Judge Learned Hand described this principle:

 

Neither the immigration officials, nor we, may consider the circumstances under which the crime was in fact committed.  When by its definition it does not necessarily involve moral turpitude, the alien cannot be deported because in the particular instance his conduct was immoral. Conversely, when it does, no evidence is competent that he was in fact blameless.[3] 

 

This rule applies against the immigrant as well as the government.[4]  “We note that in the context of crimes involving moral turpitude, the Government has long opposed looking outside the record of conviction to resolve questions of deportability.  See, e.g., Tillinghast v. Edwards, 31 F.2d 81, 82-84 (1st Cir. 1929); see also Castle v. INS, 541 F.2d 1064, 1066 n.5 (4th Cir. 1976).”[5]

 

It has been long acknowledged by this Court and every other circuit that has addressed the issue that crimes of theft, however they may be technically translated into domestic penal provisions, are presumed to involve moral turpitude.  Brett v. INS, 386 F.2d 439 (2d Cir. 1967), cert. denied, 392 U.S. 935, 88 S.Ct. 2304, 20 L. Ed.2d 1394 (1968); Soetarto v. INS, 516 F.2d 778 (7th Cir. 1975); Giammario v. Hurney, 311 F.2d 285 (3d Cir. 1962).  Of course, it hardly takes a flight of imagination to conceive of circumstances in which acts technically constituting this type of offense could be viewed as entirely free of such a stigma. However, an alien convicted of theft cannot demonstrate such mitigation by relitigating the merits of the case before the INS or reviewing courts.[6]

 

In Tokatly v. Ashcroft,[7] the Ninth Circuit held that Oregon convictions of First Degree Burglary and Attempted First Degree Kidnapping could not be found to be “crimes of domestic violence,” under 8 U.S.C. § 1227(a)(2)(E)(i), for deportation purposes, since the statutes of conviction did not require, as an element, proof of a domestic relationship.  The court held that the testimony of the victim of the crime, stating that she was the noncitizen’s spouse, given before the Immigration Judge during removal proceedings, was factual information coming from outside the record of conviction which could not be considered.  While Tokatly dealt with a ground of deportability, the same reasoning would apply to argue that a simple battery conviction where the crime was committed against a spouse could not be a crime involving moral turpitude[8] since the spousal relationship was not an element to be proven, but rather an underlying fact which cannot be considered.

 

Recently the BIA has attempted to create an exception to the record of conviction limitation, at least in the context of aggravated felony offenses that can be argued to require proof of an “extra element” other than that necessary to convict in order to sustain deportability.[9]  The Seven Circuit has applied this reasoning in the CMT context.[83]  

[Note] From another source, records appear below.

// SPDX-FileCopyrightText: 2026 ArcheBase
//
// SPDX-License-Identifier: MulanPSL-2.0

//! Indexed MCAP reader using the mcap crate.
//!
//! The reader memory-maps the file, requires a summary section (the
//! trailing index), and exposes owned schema/channel tables plus a lazy
//! message iterator. Files without a summary are rejected: the
//! transforms in this crate are defined over fully indexed sources.

use std::collections::BTreeMap;
use std::fs::File;
use std::path::Path;

use crate::core::{Result, SliceError};

/// A schema definition read from the source file.
///
/// Identifiers are source-scoped; re-registering a schema in an output
/// file assigns it a fresh identifier there.
#[derive(Debug, Clone)]
pub struct SchemaInfo {
    /// Source-scoped schema ID (never 0)
    pub id: u16,
    /// Schema name (e.g., "sensor_msgs/msg/Image")
    pub name: String,
    /// Schema encoding (e.g., "ros2msg", "protobuf")
    pub encoding: String,
    /// Raw schema definition bytes
    pub data: Vec<u8>,
}

/// A channel read from the source file.
#[derive(Debug, Clone)]
pub struct ChannelInfo {
    /// Source-scoped channel ID
    pub id: u16,
    /// Source-scoped schema ID (0 = schema-less channel)
    pub schema_id: u16,
    /// Topic name (e.g., "/joint_states")
    pub topic: String,
    /// Message encoding (e.g., "cdr", "json")
    pub message_encoding: String,
    /// Channel metadata
    pub metadata: BTreeMap<String, String>,
}

/// A message read from the source file, undecoded.
///
/// The payload is opaque to the transforms; only the channel ID is ever
/// rewritten on the way to an output.
#[derive(Debug, Clone)]
pub struct RawMessage {
    /// Source-scoped channel ID
    pub channel_id: u16,
    /// Sequence number within the channel
    pub sequence: u32,
    /// Log timestamp (nanoseconds)
    pub log_time: u64,
    /// Publish timestamp (nanoseconds)
    pub publish_time: u64,
    /// Raw message payload
    pub data: Vec<u8>,
}

/// Indexed MCAP reader.
///
/// Opening reads the summary section eagerly into owned schema and
/// channel tables; message iteration is lazy and yields messages in the
/// order the file stores them, which the index guarantees is
/// non-decreasing in log time for indexed recordings.
pub struct IndexedMcapReader {
    /// File path
    path: String,
    /// Memory-mapped file
    mmap: memmap2::Mmap,
    /// Schema table indexed by source schema ID
    schemas: BTreeMap<u16, SchemaInfo>,
    /// Channel table indexed by source channel ID
    channels: BTreeMap<u16, ChannelInfo>,
    /// Total message count from statistics (0 if absent)
    message_count: u64,
}

impl IndexedMcapReader {
    /// Open an MCAP file and read its summary section.
    ///
    /// Fails if the file cannot be opened or mapped, or if it carries no
    /// readable summary.
    pub fn open<P: AsRef<Path>>(path: P) -> Result<Self> {
        let path_ref = path.as_ref();
        let path_str = path_ref.to_string_lossy().to_string();

        let file =
            File::open(path_ref).map_err(|e| SliceError::open(&path_str, e.to_string()))?;

        let mmap = unsafe { memmap2::Mmap::map(&file) }
            .map_err(|e| SliceError::open(&path_str, format!("Failed to mmap file: {e}")))?;

        let summary = match mcap::Summary::read(&mmap) {
            Ok(Some(summary)) => summary,
            Ok(None) => return Err(SliceError::missing_index(&path_str)),
            Err(e) => {
                return Err(SliceError::open(
                    &path_str,
                    format!("Failed to read summary: {e}"),
                ))
            }
        };

        let mut schemas = BTreeMap::new();
        for (id, schema) in &summary.schemas {
            schemas.insert(
                *id,
                SchemaInfo {
                    id: *id,
                    name: schema.name.clone(),
                    encoding: schema.encoding.clone(),
                    data: schema.data.to_vec(),
                },
            );
        }

        let mut channels = BTreeMap::new();
        for (id, channel) in &summary.channels {
            channels.insert(
                *id,
                ChannelInfo {
                    id: *id,
                    schema_id: channel.schema.as_ref().map(|s| s.id).unwrap_or(0),
                    topic: channel.topic.clone(),
                    message_encoding: channel.message_encoding.clone(),
                    metadata: channel.metadata.clone(),
                },
            );
        }

        let message_count = summary.stats.as_ref().map(|s| s.message_count).unwrap_or(0);

        Ok(Self {
            path: path_str,
            mmap,
            schemas,
            channels,
            message_count,
        })
    }

    /// Schema table indexed by source schema ID.
    pub fn schemas(&self) -> &BTreeMap<u16, SchemaInfo> {
        &self.schemas
    }

    /// Channel table indexed by source channel ID.
    pub fn channels(&self) -> &BTreeMap<u16, ChannelInfo> {
        &self.channels
    }

    /// Look up a schema by source schema ID. ID 0 (schema-less) always
    /// resolves to `None`.
    pub fn schema(&self, id: u16) -> Option<&SchemaInfo> {
        self.schemas.get(&id)
    }

    /// Look up a channel by source channel ID.
    pub fn channel(&self, id: u16) -> Option<&ChannelInfo> {
        self.channels.get(&id)
    }

    /// Total message count from the statistics record (0 if absent).
    pub fn message_count(&self) -> u64 {
        self.message_count
    }

    /// Create a lazy message iterator over the data section.
    pub fn messages(&self) -> Result<MessageIter<'_>> {
        let stream = mcap::MessageStream::new(&self.mmap).map_err(|e| {
            SliceError::read(
                "IndexedMcapReader",
                format!("Failed to create message stream for '{}': {e}", self.path),
            )
        })?;

        Ok(MessageIter { stream })
    }
}

/// Lazy message iterator over an open reader.
///
/// A read failure (corrupt block, decompression fault) surfaces as an
/// `Err` item; callers treat it as fatal for the input being processed.
pub struct MessageIter<'a> {
    stream: mcap::MessageStream<'a>,
}

impl<'a> Iterator for MessageIter<'a> {
    type Item = Result<RawMessage>;

    fn next(&mut self) -> Option<Self::Item> {
        let message = match self.stream.next()? {
            Ok(m) => m,
            Err(e) => {
                return Some(Err(SliceError::read(
                    "MessageStream",
                    format!("Read error: {e}"),
                )))
            }
        };

        Some(Ok(RawMessage {
            channel_id: message.channel.id,
            sequence: message.sequence,
            log_time: message.log_time,
            publish_time: message.publish_time,
            data: message.data.to_vec(),
        }))
    }
}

[84] Parrilla v. Gonzales, 414 F.3d 1038 (9th Cir. July 11, 2005) (“Documents and testimony that would require us to make factual determinations that were not necessarily made in the prior criminal proceeding lie outside the scope of our inquiry under the modified categorical approach.”); Tokatly v. Ashcroft, 371 F.3d 613, 621 (9th Cir. 2004) (“While ‘it is proper [for the Board] to look to probative evidence outside the record of conviction in inquiring as to the circumstances surrounding the commission of [a] crime in order to determine whether a favorable exercise of discretion is warranted,’ ‘the Immigration Judge and this Board may not go beyond the record of conviction to determine the guilt or innocence of the alien.’), citing Matter of Mendez-Moralez, 21 I. & N. Dec. 296, 303 n.1 (BIA 1996) (emphasis added); Rassano v. INS, 377 F.2d 971 (7th Cir. 1966); United States ex rel. Guarino v. Uhl, 107 F.2d 399, 400 (2d Cir. 1939); United States ex rel. Mylius v. Uhl, 210 F. 860, 862-63 (2d Cir. 1914); Zgodda v. Holland, 184 F.Supp. 847 (E.D.Pa. 1960) (the court was not free to go behind noncitizen’s convictions of simple larceny and consider circumstances in which offenses were committed, nor could the court consider the fact that convictions had been expunged from records of the noncitizen’s native country, but was required to determine the moral quality of the act upon the basis of the convictions themselves, and where noncitizen conceded that she had been convicted of simple larceny, that was a crime involving moral turpitude); Vidal y Planas v. Landon, 104 F.Supp. 384, 389 (S.D.Cal. 1952); United States ex rel. Manzella v. Zimmerman, 71 F.Supp. 534, 536 (E.D.Pa. 1947); Matter of Baker, 15 I. & N. Dec. 50 (BIA 1974).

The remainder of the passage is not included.